Set in 1947 The Night Diary is the story of twelve-year-old twins, Amil and Nisha, who live in what was once India but has now, almost overnight, turned into Pakistan. Their mother, who died giving birth, was Muslim, but their father is Hindu—making them unwelcome where they are. They must get across the border into India and begin a new life away from everyone they have known and loved. For Nisha this is particularly difficult because she has no friends, just the family’s cook, Kazi, who is Muslim and cannot come with them.

The twins’ story is compounded by the fact that they are very different in one fundamental way: Amil is all light, movement, and sound, but he can barely read and doesn’t write. Nisha is quiet, still, and smart, but she doesn’t talk. Instead, in The Night Diary her voice is found through letters she writes each night to her mother.

It feels scary to talk, because once words are out, you can’t put them back in. But if you write words and they don’t come out the way you want them to, you can erase them and start over.

A journey of 100 miles, meant to be taken by train, turns into an ordeal of many months when sectarian violence means they have to go on foot. Her diary is one of the few possessions Nisha gets to keep and she uses it to chronicle the obstacles they must overcome to get to safety.

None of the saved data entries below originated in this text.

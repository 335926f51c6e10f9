//! Session state machine using rust-fsm.
//!
//! ## State Diagram
//!
//! ```text
//!                 ┌─────────────────┐
//!     ┌──────────►│    SignedOut    │◄───────────────┐
//!     │           └──┬───────────┬──┘                │
//!     │  LoginAttempt│           │Restore            │
//!     │              ▼           ▼                   │
//!     │   ┌────────────────┐  ┌────────────────┐     │
//!     │   │ Authenticating │  │   Restoring    │─────┤ NoSession / SessionRevoked
//!     │   └───────┬────────┘  └───────┬────────┘     │
//!     │           │LoginSuccess       │Restored      │
//!     │           ▼                   ▼              │
//!     │   ┌─────────────────────────────────┐        │
//!     │   │          Authenticated          │────────┤ SessionRevoked
//!     │   └────┬───────────────────▲────┬───┘        │
//!     │        │TokenExpired       │    │            │
//!     │        ▼                   │    │            │
//!     │   ┌────────────┐ RefreshSuccess │            │
//!     │   │ Refreshing │───────────┘    │            │
//!     │   └──┬──────┬──┘                │            │
//!     │      │      └── RefreshFailed ──┼────────────┘
//!     │      │LogoutRequested           │LogoutRequested
//!     │      ▼                          ▼
//!     │   ┌─────────────────────────────────┐
//!     └───│           SigningOut            │ LogoutComplete
//!         └─────────────────────────────────┘
//! ```

use rust_fsm::*;
use serde::{Deserialize, Serialize};

state_machine! {
    #[derive(Debug, Clone, PartialEq, Eq)]
    pub session_machine(SignedOut)

    SignedOut => {
        LoginAttempt => Authenticating,
        Restore => Restoring
    },
    Restoring => {
        Restored => Authenticated,
        // Access token rejected while restoring; the pipeline refreshes it
        TokenExpired => Refreshing,
        NoSession => SignedOut,
        SessionRevoked => SignedOut
    },
    Authenticating => {
        LoginSuccess => Authenticated,
        LoginFailed => SignedOut
    },
    Authenticated => {
        LoginAttempt => Authenticating,
        TokenExpired => Refreshing,
        LogoutRequested => SigningOut,
        SessionRevoked => SignedOut
    },
    Refreshing => {
        RefreshSuccess => Authenticated,
        RefreshFailed => SignedOut,
        LogoutRequested => SigningOut
    },
    SigningOut => {
        LogoutComplete => SignedOut
    }
}

pub use session_machine::Input as SessionMachineInput;
pub use session_machine::State as SessionMachineState;
pub use session_machine::StateMachine as SessionMachine;

/// Authentication state for external consumption.
#[derive(Debug, Clone, Copy, PartialEq, Eq, Serialize, Deserialize)]
#[serde(rename_all = "snake_case")]
pub enum AuthState {
    /// No session.
    SignedOut,
    /// Rebuilding the session from persisted tokens.
    Restoring,
    /// Login or registration in progress.
    Authenticating,
    /// Session with a known identity.
    Authenticated,
    /// Exchanging the refresh token for a new access token.
    Refreshing,
    /// Logout in progress.
    SigningOut,
}

impl AuthState {
    /// Returns true only in the Authenticated state.
    pub fn is_authenticated(&self) -> bool {
        matches!(self, AuthState::Authenticated)
    }

    /// Returns true if the state is in-progress.
    pub fn is_transient(&self) -> bool {
        matches!(
            self,
            AuthState::Restoring
                | AuthState::Authenticating
                | AuthState::Refreshing
                | AuthState::SigningOut
        )
    }
}

impl From<&SessionMachineState> for AuthState {
    fn from(state: &SessionMachineState) -> Self {
        match state {
            SessionMachineState::SignedOut => AuthState::SignedOut,
            SessionMachineState::Restoring => AuthState::Restoring,
            SessionMachineState::Authenticating => AuthState::Authenticating,
            SessionMachineState::Authenticated => AuthState::Authenticated,
            SessionMachineState::Refreshing => AuthState::Refreshing,
            SessionMachineState::SigningOut => AuthState::SigningOut,
        }
    }
}

/// Payload for auth state change events.
#[derive(Debug, Clone, Serialize, Deserialize)]
pub struct AuthStateChangedPayload {
    /// Current auth state.
    pub state: AuthState,
    /// User ID if known.
    #[serde(skip_serializing_if = "Option::is_none")]
    pub user_id: Option<i64>,
    /// User email if known.
    #[serde(skip_serializing_if = "Option::is_none")]
    pub email: Option<String>,
}

#[cfg(test)]
mod tests {
    use super::*;

    fn authenticated() -> SessionMachine {
        let mut machine = SessionMachine::new();
        machine.consume(&SessionMachineInput::LoginAttempt).unwrap();
        machine.consume(&SessionMachineInput::LoginSuccess).unwrap();
        machine
    }

    #[test]
    fn test_initial_state_is_signed_out() {
        let machine = SessionMachine::new();
        assert_eq!(*machine.state(), SessionMachineState::SignedOut);
    }

    #[test]
    fn test_login_flow() {
        let machine = authenticated();
        assert_eq!(*machine.state(), SessionMachineState::Authenticated);
    }

    #[test]
    fn test_login_failure_returns_to_signed_out() {
        let mut machine = SessionMachine::new();
        machine.consume(&SessionMachineInput::LoginAttempt).unwrap();
        machine.consume(&SessionMachineInput::LoginFailed).unwrap();
        assert_eq!(*machine.state(), SessionMachineState::SignedOut);
    }

    #[test]
    fn test_relogin_while_authenticated() {
        let mut machine = authenticated();
        machine.consume(&SessionMachineInput::LoginAttempt).unwrap();
        assert_eq!(*machine.state(), SessionMachineState::Authenticating);
    }

    #[test]
    fn test_restore_paths() {
        let mut machine = SessionMachine::new();
        machine.consume(&SessionMachineInput::Restore).unwrap();
        machine.consume(&SessionMachineInput::Restored).unwrap();
        assert_eq!(*machine.state(), SessionMachineState::Authenticated);

        let mut machine = SessionMachine::new();
        machine.consume(&SessionMachineInput::Restore).unwrap();
        machine.consume(&SessionMachineInput::NoSession).unwrap();
        assert_eq!(*machine.state(), SessionMachineState::SignedOut);

        let mut machine = SessionMachine::new();
        machine.consume(&SessionMachineInput::Restore).unwrap();
        machine.consume(&SessionMachineInput::TokenExpired).unwrap();
        machine.consume(&SessionMachineInput::RefreshSuccess).unwrap();
        assert_eq!(*machine.state(), SessionMachineState::Authenticated);
    }

    #[test]
    fn test_refresh_cycle() {
        let mut machine = authenticated();
        machine.consume(&SessionMachineInput::TokenExpired).unwrap();
        assert_eq!(*machine.state(), SessionMachineState::Refreshing);

        // A second expiry while refreshing is not a transition
        assert!(machine.consume(&SessionMachineInput::TokenExpired).is_err());

        machine.consume(&SessionMachineInput::RefreshSuccess).unwrap();
        assert_eq!(*machine.state(), SessionMachineState::Authenticated);
    }

    #[test]
    fn test_refresh_failure_signs_out() {
        let mut machine = authenticated();
        machine.consume(&SessionMachineInput::TokenExpired).unwrap();
        machine.consume(&SessionMachineInput::RefreshFailed).unwrap();
        assert_eq!(*machine.state(), SessionMachineState::SignedOut);
    }

    #[test]
    fn test_logout_flow() {
        let mut machine = authenticated();
        machine.consume(&SessionMachineInput::LogoutRequested).unwrap();
        assert_eq!(*machine.state(), SessionMachineState::SigningOut);
        machine.consume(&SessionMachineInput::LogoutComplete).unwrap();
        assert_eq!(*machine.state(), SessionMachineState::SignedOut);
    }

    #[test]
    fn test_logout_during_refresh() {
        let mut machine = authenticated();
        machine.consume(&SessionMachineInput::TokenExpired).unwrap();
        machine.consume(&SessionMachineInput::LogoutRequested).unwrap();
        assert_eq!(*machine.state(), SessionMachineState::SigningOut);
    }

    #[test]
    fn test_invalid_transition_returns_error() {
        let mut machine = SessionMachine::new();
        assert!(machine.consume(&SessionMachineInput::LogoutRequested).is_err());
        assert!(machine.consume(&SessionMachineInput::LoginSuccess).is_err());
        assert!(machine.consume(&SessionMachineInput::TokenExpired).is_err());
        assert_eq!(*machine.state(), SessionMachineState::SignedOut);
    }

    #[test]
    fn test_auth_state_flags() {
        assert!(AuthState::Authenticated.is_authenticated());
        assert!(!AuthState::Refreshing.is_authenticated());
        assert!(!AuthState::SignedOut.is_authenticated());

        assert!(!AuthState::SignedOut.is_transient());
        assert!(!AuthState::Authenticated.is_transient());
        assert!(AuthState::Restoring.is_transient());
        assert!(AuthState::Authenticating.is_transient());
        assert!(AuthState::Refreshing.is_transient());
        assert!(AuthState::SigningOut.is_transient());
    }

    #[test]
    fn test_auth_state_conversion() {
        assert_eq!(AuthState::from(&SessionMachineState::SignedOut), AuthState::SignedOut);
        assert_eq!(AuthState::from(&SessionMachineState::Restoring), AuthState::Restoring);
        assert_eq!(AuthState::from(&SessionMachineState::Refreshing), AuthState::Refreshing);
        assert_eq!(AuthState::from(&SessionMachineState::SigningOut), AuthState::SigningOut);
    }

    #[test]
    fn test_auth_state_serializes_snake_case() {
        let payload = AuthStateChangedPayload {
            state: AuthState::SignedOut,
            user_id: None,
            email: None,
        };
        assert_eq!(
            serde_json::to_string(&payload).unwrap(),
            r#"{"state":"signed_out"}"#
        );
    }
}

The Night Diary is a young adult book but there is nothing childish about it. Author Veera Hiranandani uses Nisha’s voice to get to the heart of a very adult subject—another shameful episode in British colonialism that I knew very little about. The partition of India was a last-minute decision, made as Britain was preparing to pull out all its military forces, leaving the country and its religious factions in disarray and with no mechanisms in place to handle the resulting violence. Suddenly, children like Nisha find their families split, their friends are enemies, their hometown is gone, and all for no reason that makes sense.

Politics and religion are at the center of The Night Diary, but it is Nisha’s story that holds the novel together. She is a sheltered little girl who barely speaks and can only share her feelings in letters to her dead mother when it begins. And while the months on the road, with its unremitting fear and deprivation, are painful and confusing, they also show her that what she thought to be weaknesses within herself can also be a source of strength and resilience.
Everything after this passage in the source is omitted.